Training in a hot and humid environment can increase the risk of dehydration, reducing bodyweight to a point that performance decreases and an athlete can be at serious risk of heat-related illness. Wet-bulb globe temperature (WBGT) serves as a single measure of the environment (accounting for heat, radiation, humidity, and wind), and is used as an indicator of risk level associated with potential heat illness (see HERE). Likewise, obtaining a subjective report of a session rating of perceived exertion (sRPE) post-session and multiplying it by the session duration provides a valid and reliable measure of the internal load (sRPE-TL) an athlete is enduring (see HERE).

Coaches should try to better understand the impact that climate has on performance and training load, as well as the efficacy of an athlete’s hydration routine during congested pre-season training periods.

The research team examined changes in a calculated measure of intensity from a Global Positioning System (GPS) device equipped with a heart rate monitor and the potential influence that WBGT, sRPE-TL, fitness level (VO2max), or change in bodyweight had on the external load metric.

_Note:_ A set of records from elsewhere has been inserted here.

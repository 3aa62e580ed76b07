//! Tracing subscriber initialization.
//!
//! Filtering follows `RUST_LOG` (default `info`). Output is JSON with
//! timestamps unless `LOG_FORMAT=pretty`.

use tracing_subscriber::EnvFilter;

#[derive(Debug, Clone, Copy, PartialEq, Eq, Default)]
pub enum LogFormat {
    #[default]
    Json,
    Pretty,
}

impl LogFormat {
    pub fn from_env() -> Self {
        Self::parse(std::env::var("LOG_FORMAT").ok().as_deref())
    }

    /// Unknown values fall back to JSON.
    pub fn parse(value: Option<&str>) -> Self {
        match value.map(|v| v.trim().to_ascii_lowercase()) {
            Some(v) if v == "pretty" => LogFormat::Pretty,
            _ => LogFormat::Json,
        }
    }
}

/// Install the global subscriber. Later calls are no-ops.
pub fn init(format: LogFormat) {
    let filter = EnvFilter::try_from_default_env().unwrap_or_else(|_| EnvFilter::new("info"));

    let builder = tracing_subscriber::fmt()
        .with_env_filter(filter)
        .with_timer(tracing_subscriber::fmt::time::SystemTime);

    let _ = match format {
        LogFormat::Json => builder.json().with_target(false).try_init(),
        LogFormat::Pretty => builder.pretty().try_init(),
    };
}

#[cfg(test)]
mod tests {
    use super::*;

    #[test]
    fn format_parsing() {
        assert_eq!(LogFormat::parse(None), LogFormat::Json);
        assert_eq!(LogFormat::parse(Some("pretty")), LogFormat::Pretty);
        assert_eq!(LogFormat::parse(Some(" PRETTY ")), LogFormat::Pretty);
        assert_eq!(LogFormat::parse(Some("yaml")), LogFormat::Json);
    }

    #[test]
    fn init_twice_is_harmless() {
        init(LogFormat::Json);
        init(LogFormat::Pretty);
    }
}
use std::sync::Arc;

use axum::{
    extract::State,
    http::{HeaderMap, HeaderValue, header},
    middleware::Next,
    response::{IntoResponse, Redirect, Response},
};
use chrono::{Duration, Utc};

use prospector_auth::{GateDecision, RequestGate, SessionValidator};

use crate::context::SessionContext;

pub const SESSION_COOKIE: &str = "prospector_session";

#[derive(Clone)]
pub struct GateState {
    pub gate: Arc<RequestGate<Arc<dyn SessionValidator>>>,
    pub sessions: Arc<dyn SessionValidator>,
}

/// Runs every request through the [`RequestGate`].
///
/// Protected paths without a valid session are redirected to sign-in. A valid
/// session is attached as [`SessionContext`] on both protected and public
/// paths, so public handlers can still see who is calling. When both a cookie
/// and a bearer token are presented, the first one that validates is used.
pub async fn gate_middleware(
    State(state): State<GateState>,
    mut req: axum::http::Request<axum::body::Body>,
    next: Next,
) -> Response {
    let now = Utc::now();
    let presented = session_tokens(req.headers());
    let token = presented
        .iter()
        .find(|t| state.sessions.validate(t, now).is_ok())
        .or(presented.first())
        .map(|t| t.to_string());

    let decision = state.gate.evaluate(
        req.uri().path(),
        req.uri().query(),
        token.as_deref(),
        now,
    );

    match decision {
        GateDecision::Authenticated(claims) => {
            req.extensions_mut().insert(SessionContext::new(claims));
        }
        GateDecision::Public => {
            if let Some(claims) = token.and_then(|t| state.sessions.validate(&t, now).ok()) {
                req.extensions_mut().insert(SessionContext::new(claims));
            }
        }
        GateDecision::Redirect { location } => {
            return Redirect::to(&location).into_response();
        }
    }

    next.run(req).await
}

/// Session tokens presented on the request: the cookie first, then
/// `Authorization: Bearer`.
pub fn session_tokens(headers: &HeaderMap) -> Vec<&str> {
    cookie_value(headers, SESSION_COOKIE)
        .into_iter()
        .chain(extract_bearer(headers))
        .collect()
}

fn cookie_value<'a>(headers: &'a HeaderMap, name: &str) -> Option<&'a str> {
    headers
        .get_all(header::COOKIE)
        .iter()
        .filter_map(|v| v.to_str().ok())
        .flat_map(|v| v.split(';'))
        .filter_map(|pair| pair.trim().split_once('='))
        .find(|(k, _)| *k == name)
        .map(|(_, v)| v.trim())
        .filter(|v| !v.is_empty())
}

fn extract_bearer(headers: &HeaderMap) -> Option<&str> {
    let token = headers
        .get(header::AUTHORIZATION)?
        .to_str()
        .ok()?
        .strip_prefix("Bearer ")?
        .trim();
    (!token.is_empty()).then_some(token)
}

pub fn session_cookie(token: &str, ttl: Duration) -> Option<HeaderValue> {
    HeaderValue::from_str(&format!(
        "{SESSION_COOKIE}={token}; HttpOnly; SameSite=Lax; Path=/; Max-Age={}",
        ttl.num_seconds()
    ))
    .ok()
}

pub fn expired_session_cookie() -> HeaderValue {
    HeaderValue::from_static(
        "prospector_session=; HttpOnly; SameSite=Lax; Path=/; Max-Age=0; Expires=Thu, 01 Jan 1970 00:00:00 GMT",
    )
}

Additionally, bodyweight was consistently monitored in order to assess hydration habits between sessions during a soccer preseason.

WHAT THEY DID

Eleven NCAA Division III women s soccer players (20±1-yr) were monitored during a congested preseason training period (15 sessions in nine days). Prior to preseason, VO2max was estimated by running the Yo-Yo Intermittent Recovery Test (YYIRT), and hydration status and strategies were a primary focus during the training sessions leading up to the preseason period as well.

Bodyweights were recorded before and after each session, on-field WBGT was documented while athletes were warming up, GPS devices were worn to quantify intensity based on velocities achieved, and sRPE taken within 15-min of the end of each training session.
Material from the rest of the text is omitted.